To mitigate these constraints, future studies could implement extensive fieldwork to validate the parameters, modeling applications, and results derived from previous studies. Improving the quality of the input data by utilizing real-time data collection systems, such as building management systems (BMS), and incorporating more precise occupant behavior models will enhance the representativeness of the results. Fieldwork-based data collection, including monitoring energy use and indoor environmental quality, can provide a better understanding of actual building performance under varying conditions. This type of research can yield significant insights to identify the most suitable control strategies that accurately reflect user behavior concerning building openings. Furthermore, investigating possible variations in residents’ activities within real buildings is essential to gain a comprehensive understanding of user behaviors and preferences.
5. Conclusions
This study deeply explores the intricate interplay of environmental and climatic factors on building performance, occupant comfort, and indoor overheating risk. The findings underscore the profound impact of variables such as WWR, external and internal temperatures (Tout and Tin), and their complex relationships with TE, PPD, and IOD. Climate change exacerbates these challenges, narrowing the margin of error for building sensors that regulate environmental conditions, potentially diminishing their efficacy over time. This critical issue necessitates a reevaluation of building envelope strategies to enhance resilience and adaptability against increasingly volatile weather patterns. As climate conditions continue to evolve, the increased external temperatures (Tout) exacerbate energy consumption and discomfort levels, revealing that traditional metrics like the predicted mean vote (PMV) fail to fully capture the dynamic nature of thermal discomfort.
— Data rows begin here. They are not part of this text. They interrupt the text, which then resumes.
use asset_transfer::{AssetService, JsonStore, Function, host};

use std::path::PathBuf;
use anyhow::Context;
use colored::Colorize;
use clap::{Args, Parser, Subcommand};

#[derive(Parser, Debug)]
#[command(version, about, propagate_version = true)]
struct Cli {
    /// Path to the world state file to operate on
    #[arg(short, long, default_value = "state.json")]
    state: PathBuf,

    /// Action to perform
    #[command(subcommand)]
    action: Subcommands,
}

#[derive(Debug, Subcommand)]
enum Subcommands {
    /// Write the ten seed assets
    Init,
    /// Store a JSON asset under its ID
    Create {
        /// JSON object with a non-empty "ID" field
        payload: String
    },
    /// Print the stored asset
    Read { id: String },
    /// Replace an asset with new appraisal fields
    Update(Update),
    /// Remove an asset
    Delete { id: String },
    /// Check whether an asset exists
    Exists { id: String },
    /// Give an asset a new owner
    Transfer {
        id: String,
        new_owner: String
    },
    /// List every stored asset
    List {
        /// Print the raw JSON array instead of one line per asset
        #[arg(long)]
        json: bool
    },
    /// Call a function by name with positional string arguments
    Invoke {
        function: String,
        args: Vec<String>
    }
}

#[derive(Args, Debug)]
struct Update {
    id: String,

    #[arg(short = 'c', long)]
    color: String,

    #[arg(short = 's', long)]
    size: String,

    #[arg(short = 'o', long)]
    owner: String,

    #[arg(short = 'v', long)]
    appraised_value: String
}

impl Subcommands {
    fn into_call(self) -> anyhow::Result<(Function, Vec<String>)> {
        let call = match self {
            Self::Init => (Function::InitLedger, vec![]),
            Self::Create { payload } => (Function::CreateAsset, vec![payload]),
            Self::Read { id } => (Function::ReadAsset, vec![id]),
            Self::Update(update) => (Function::UpdateAsset, vec![
                update.id, update.color, update.size, update.owner, update.appraised_value
            ]),
            Self::Delete { id } => (Function::DeleteAsset, vec![id]),
            Self::Exists { id } => (Function::AssetExists, vec![id]),
            Self::Transfer { id, new_owner } => (Function::TransferAsset, vec![id, new_owner]),
            Self::List { .. } => (Function::GetAllAssets, vec![]),
            Self::Invoke { function, args } => (function.parse::<Function>()?, args)
        };
        Ok(call)
    }
}

fn print_assets(payload: &[u8]) -> anyhow::Result<()> {
    let entries: Vec<serde_json::Value> = serde_json::from_slice(payload)
        .with_context(|| "failed to parse asset listing")?;
    for entry in entries {
        let key = entry["Key"].as_str().unwrap_or_default();
        println!("{}: {}", key.bold(), entry["Record"]);
    }
    Ok(())
}

fn main() -> anyhow::Result<()> {
    env_logger::Builder::from_env(env_logger::Env::default().default_filter_or("info")).init();
    let args = Cli::parse();

    let as_listing = matches!(args.action, Subcommands::List { json: false });
    let (function, call_args) = args.action.into_call()?;

    let store = JsonStore::new(&args.state);
    let mut state = store.read()
        .with_context(|| format!("failed to load {}", args.state.display()))?;

    let tx_id = format!("cli-{}", std::process::id());
    let outcome = host::invoke_and_persist(&AssetService::new(), &mut state, &tx_id, function, &call_args,
            |staged| store.save(staged))
        .with_context(|| format!("{} failed", function))?;

    if as_listing {
        print_assets(&outcome.payload)?;
    } else if !outcome.payload.is_empty() {
        println!("{}", String::from_utf8_lossy(&outcome.payload));
    } else {
        println!("{} {}", function, "ok".green());
    }
    Ok(())
}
The introduction of IOD in this study provides a more comprehensive and precise measure by quantifying the frequency and intensity of overheating events, proving to be a more reliable metric for thermal comfort assessment.
Additionally, this research highlights that increasing WWR and indoor temperatures contribute to elevated IOD values, signaling the need for careful management of building envelopes and HVAC systems, especially under future climate scenarios.
The integration of IOD with energy efficiency metrics, such as energy use intensity (EUI), offers a more holistic approach to assessing building performance, optimizing energy efficiency, thermal comfort, and occupant well-being.
The implications extend beyond theoretical insights, urging policy makers to reconsider building codes and regulations that prioritize adaptive design principles. Furthermore, this study advocates for advancing smart building technologies capable of dynamically adjusting indoor environments in response to real-time data, thereby optimizing both energy efficiency and occupant well-being. The application of advanced machine learning techniques can further refine simulation models, ensuring their robustness and applicability across varying building types and climates. This research provides a critical foundation for more resilient and energy-efficient building designs, advancing sustainable practices to mitigate the long-term impacts of climate change.